= Recorded information =
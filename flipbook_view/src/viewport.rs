// Copyright 2025 the Flipbook Authors
// SPDX-License-Identifier: Apache-2.0 OR MIT

use flipbook_timing::Millis;
use kurbo::{Affine, Point, Size, Vec2};

use crate::clamp::clamp_pan;
use crate::drag::PanDrag;
use crate::zoom::{ZoomAnimation, ZoomLimits};

/// Zoom duration used by [`SpreadViewport::default`].
pub const DEFAULT_ZOOM_DURATION_MS: Millis = 1200;

/// Zoom reached by [`SpreadViewport::toggle_zoom`] from 1×.
pub const DEFAULT_TOGGLE_ZOOM: f64 = 1.5;

/// Cursor the host should show over the viewport.
#[derive(Clone, Copy, Debug, PartialEq, Eq, Default)]
pub enum Cursor {
    /// Plain arrow.
    #[default]
    Default,
    /// A page edge is live for navigation.
    Pointer,
    /// Zoomed in; the content can be dragged.
    Grab,
    /// A drag is in progress.
    Grabbing,
}

/// Result of advancing the zoom animation by one frame.
#[derive(Clone, Copy, Debug, PartialEq, Eq)]
pub enum ZoomTick {
    /// Nothing was animating.
    Idle,
    /// The animation is still running; request another frame.
    Running,
    /// The animation reached its target on this frame.
    Finished,
}

/// Zoom and pan snapshot.
#[derive(Clone, Copy, Debug, PartialEq)]
pub struct ViewportState {
    /// Uniform zoom factor.
    pub zoom: f64,
    /// Pan offset in viewport pixels.
    pub pan: Vec2,
}

/// Zoom and pan over one rendered spread.
///
/// `SpreadViewport` owns the zoom factor and pan offset and is the only thing
/// that mutates them. Pan is re-clamped with [`clamp_pan`] whenever zoom,
/// viewport size or content size changes, so the pair is always valid.
///
/// Zoom changes are animated: [`SpreadViewport::animate_zoom_to`] stores an
/// eased [`ZoomAnimation`] and the host advances it with
/// [`SpreadViewport::tick`] on every frame. A new animation replaces the
/// previous one.
#[derive(Clone, Debug)]
pub struct SpreadViewport {
    viewport: Size,
    content: Size,
    zoom: f64,
    pan: Vec2,
    limits: ZoomLimits,
    duration: Millis,
    toggle_zoom: f64,
    animation: Option<ZoomAnimation>,
    drag: PanDrag,
    suspended: bool,
    edge_hover: bool,
}

impl Default for SpreadViewport {
    fn default() -> Self {
        Self::new(ZoomLimits::default(), DEFAULT_ZOOM_DURATION_MS)
    }
}

impl SpreadViewport {
    /// Creates a viewport at 1× with zero pan.
    #[must_use]
    pub fn new(limits: ZoomLimits, duration: Millis) -> Self {
        Self {
            viewport: Size::ZERO,
            content: Size::ZERO,
            zoom: limits.clamp(1.0),
            pan: Vec2::ZERO,
            limits,
            duration,
            toggle_zoom: DEFAULT_TOGGLE_ZOOM,
            animation: None,
            drag: PanDrag::default(),
            suspended: false,
            edge_hover: false,
        }
    }

    /// Sets the zoom reached by [`SpreadViewport::toggle_zoom`].
    #[must_use]
    pub fn with_toggle_zoom(mut self, zoom: f64) -> Self {
        self.toggle_zoom = self.limits.clamp(zoom);
        self
    }

    /// Current zoom factor.
    #[must_use]
    pub fn zoom(&self) -> f64 {
        self.zoom
    }

    /// Current pan offset.
    #[must_use]
    pub fn pan(&self) -> Vec2 {
        self.pan
    }

    /// Zoom and pan together.
    #[must_use]
    pub fn state(&self) -> ViewportState {
        ViewportState {
            zoom: self.zoom,
            pan: self.pan,
        }
    }

    /// Configured zoom limits.
    #[must_use]
    pub fn limits(&self) -> ZoomLimits {
        self.limits
    }

    /// Measured viewport size.
    #[must_use]
    pub fn viewport_size(&self) -> Size {
        self.viewport
    }

    /// Measured (unscaled) content size.
    #[must_use]
    pub fn content_size(&self) -> Size {
        self.content
    }

    /// Updates the measured viewport size and re-clamps pan.
    pub fn set_viewport_size(&mut self, size: Size) {
        if self.viewport != size {
            self.viewport = size;
            self.reclamp();
        }
    }

    /// Updates the measured content size and re-clamps pan.
    pub fn set_content_size(&mut self, size: Size) {
        if self.content != size {
            self.content = size;
            self.reclamp();
        }
    }

    /// Sets zoom immediately, cancelling any animation.
    pub fn set_zoom(&mut self, zoom: f64) {
        self.animation = None;
        self.apply_zoom(self.limits.clamp(zoom));
    }

    /// Starts an eased animation from the current zoom to `target`.
    ///
    /// The target is clamped into the zoom limits. Any animation already in
    /// flight is superseded. When the animation finishes at a target of 1× or
    /// less, pan resets to the origin (or the nearest clamped offset).
    pub fn animate_zoom_to(&mut self, target: f64, now: Millis) {
        let target = self.limits.clamp(target);
        self.animation = Some(ZoomAnimation::new(self.zoom, target, now, self.duration));
    }

    /// Stops the current animation where it is.
    pub fn cancel_animation(&mut self) -> Option<ZoomAnimation> {
        self.animation.take()
    }

    /// Returns `true` while a zoom animation is running.
    #[must_use]
    pub fn is_animating(&self) -> bool {
        self.animation.is_some()
    }

    /// Advances the zoom animation to `now`.
    pub fn tick(&mut self, now: Millis) -> ZoomTick {
        let Some(animation) = self.animation else {
            return ZoomTick::Idle;
        };
        self.apply_zoom(animation.value_at(now));
        if !animation.is_finished(now) {
            return ZoomTick::Running;
        }
        self.animation = None;
        if animation.target() <= 1.0 {
            self.pan = clamp_pan(Vec2::ZERO, self.viewport, self.content, self.zoom);
        }
        ZoomTick::Finished
    }

    /// Double-click behavior: 1× zooms to the toggle level, anything else
    /// returns to 1×.
    pub fn toggle_zoom(&mut self, now: Millis) {
        let target = if self.is_at_unit_zoom() {
            self.toggle_zoom
        } else {
            1.0
        };
        self.animate_zoom_to(target, now);
    }

    /// Steps zoom up by the configured increment.
    ///
    /// Returns `false` when already at the maximum.
    pub fn zoom_in(&mut self, now: Millis) -> bool {
        let target = (self.zoom + self.limits.step).min(self.limits.max);
        if target <= self.zoom {
            return false;
        }
        self.animate_zoom_to(target, now);
        true
    }

    /// Steps zoom down by the configured increment.
    ///
    /// Returns `false` when already at the minimum.
    pub fn zoom_out(&mut self, now: Millis) -> bool {
        let target = (self.zoom - self.limits.step).max(self.limits.min);
        if target >= self.zoom {
            return false;
        }
        self.animate_zoom_to(target, now);
        true
    }

    /// Returns `true` if [`SpreadViewport::zoom_in`] would do anything.
    #[must_use]
    pub fn can_zoom_in(&self) -> bool {
        self.zoom < self.limits.max
    }

    /// Returns `true` if [`SpreadViewport::zoom_out`] would do anything.
    #[must_use]
    pub fn can_zoom_out(&self) -> bool {
        self.zoom > self.limits.min
    }

    /// Escape behavior: animate back to 1× and recenter.
    ///
    /// Returns `false` when already at rest at 1× with zero pan.
    pub fn reset(&mut self, now: Millis) -> bool {
        if self.animation.is_none() && self.is_at_unit_zoom() && self.pan == Vec2::ZERO {
            return false;
        }
        self.animate_zoom_to(1.0, now);
        true
    }

    /// Returns `true` when magnified beyond 1×.
    #[must_use]
    pub fn is_zoomed_in(&self) -> bool {
        self.zoom > 1.0
    }

    /// Returns `true` when zoom is not above 1× and not animating.
    #[must_use]
    pub fn is_at_rest(&self) -> bool {
        self.animation.is_none() && !self.is_zoomed_in()
    }

    /// Pans by `delta`, then re-clamps.
    ///
    /// Only permitted while zoomed in and not suspended.
    pub fn pan_by(&mut self, delta: Vec2) -> bool {
        if self.suspended || !self.is_zoomed_in() {
            return false;
        }
        self.pan = clamp_pan(self.pan + delta, self.viewport, self.content, self.zoom);
        true
    }

    /// Pointer pressed: captures a drag when zoomed in.
    pub fn pointer_down(&mut self, pointer: Point) -> bool {
        if self.suspended || !self.is_zoomed_in() {
            return false;
        }
        self.drag.start(pointer, self.pan);
        true
    }

    /// Pointer moved: updates pan while a drag is captured.
    pub fn pointer_move(&mut self, pointer: Point) -> bool {
        let Some(pan) = self.drag.pan_at(pointer) else {
            return false;
        };
        self.pan = clamp_pan(pan, self.viewport, self.content, self.zoom);
        true
    }

    /// Pointer released: ends the drag.
    pub fn pointer_up(&mut self) {
        self.drag.end();
    }

    /// Pointer left the viewport: ends the drag and clears edge hover.
    pub fn pointer_leave(&mut self) {
        self.drag.end();
        self.edge_hover = false;
    }

    /// Returns `true` while a drag is captured.
    #[must_use]
    pub fn is_dragging(&self) -> bool {
        self.drag.is_dragging()
    }

    /// Suspends or resumes drag and pan input.
    ///
    /// Suspending releases any active drag.
    pub fn set_interaction_suspended(&mut self, suspended: bool) {
        self.suspended = suspended;
        if suspended {
            self.drag.end();
            self.edge_hover = false;
        }
    }

    /// Returns `true` while input is suspended.
    #[must_use]
    pub fn is_interaction_suspended(&self) -> bool {
        self.suspended
    }

    /// Records whether the pointer is over a live page edge.
    ///
    /// Ignored while zoomed in, where the cursor always reflects dragging.
    pub fn set_edge_hover(&mut self, hover: bool) {
        self.edge_hover = hover && !self.is_zoomed_in();
    }

    /// Cursor for the current interaction state.
    #[must_use]
    pub fn cursor(&self) -> Cursor {
        if self.is_zoomed_in() {
            if self.drag.is_dragging() {
                Cursor::Grabbing
            } else {
                Cursor::Grab
            }
        } else if self.edge_hover {
            Cursor::Pointer
        } else {
            Cursor::Default
        }
    }

    /// Zoom as a rounded percentage, for display.
    #[must_use]
    pub fn zoom_percent(&self) -> u32 {
        #[expect(
            clippy::cast_possible_truncation,
            reason = "Zoom is clamped to a small positive range"
        )]
        {
            (self.zoom * 100.0).round() as u32
        }
    }

    /// Content transform: translate by pan, then scale about the top-left.
    #[must_use]
    pub fn transform(&self) -> Affine {
        Affine::translate(self.pan) * Affine::scale(self.zoom)
    }

    fn is_at_unit_zoom(&self) -> bool {
        (self.zoom - 1.0).abs() < 1e-9
    }

    fn apply_zoom(&mut self, zoom: f64) {
        self.zoom = zoom;
        if !self.is_zoomed_in() {
            self.drag.end();
        }
        self.reclamp();
    }

    fn reclamp(&mut self) {
        self.pan = clamp_pan(self.pan, self.viewport, self.content, self.zoom);
    }
}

= Prompt =
Reproduce the listing above exactly, but only from its first line through the line holding "is in progress."; both of those lines are included.

= Reply =
filename flipbook_view/src/viewport.rs
// Copyright 2025 the Flipbook Authors
// SPDX-License-Identifier: Apache-2.0 OR MIT

use flipbook_timing::Millis;
use kurbo::{Affine, Point, Size, Vec2};

use crate::clamp::clamp_pan;
use crate::drag::PanDrag;
use crate::zoom::{ZoomAnimation, ZoomLimits};

/// Zoom duration used by [`SpreadViewport::default`].
pub const DEFAULT_ZOOM_DURATION_MS: Millis = 1200;

/// Zoom reached by [`SpreadViewport::toggle_zoom`] from 1×.
pub const DEFAULT_TOGGLE_ZOOM: f64 = 1.5;

/// Cursor the host should show over the viewport.
#[derive(Clone, Copy, Debug, PartialEq, Eq, Default)]
pub enum Cursor {
    /// Plain arrow.
    #[default]
    Default,
    /// A page edge is live for navigation.
    Pointer,
    /// Zoomed in; the content can be dragged.
    Grab,
    /// A drag is in progress.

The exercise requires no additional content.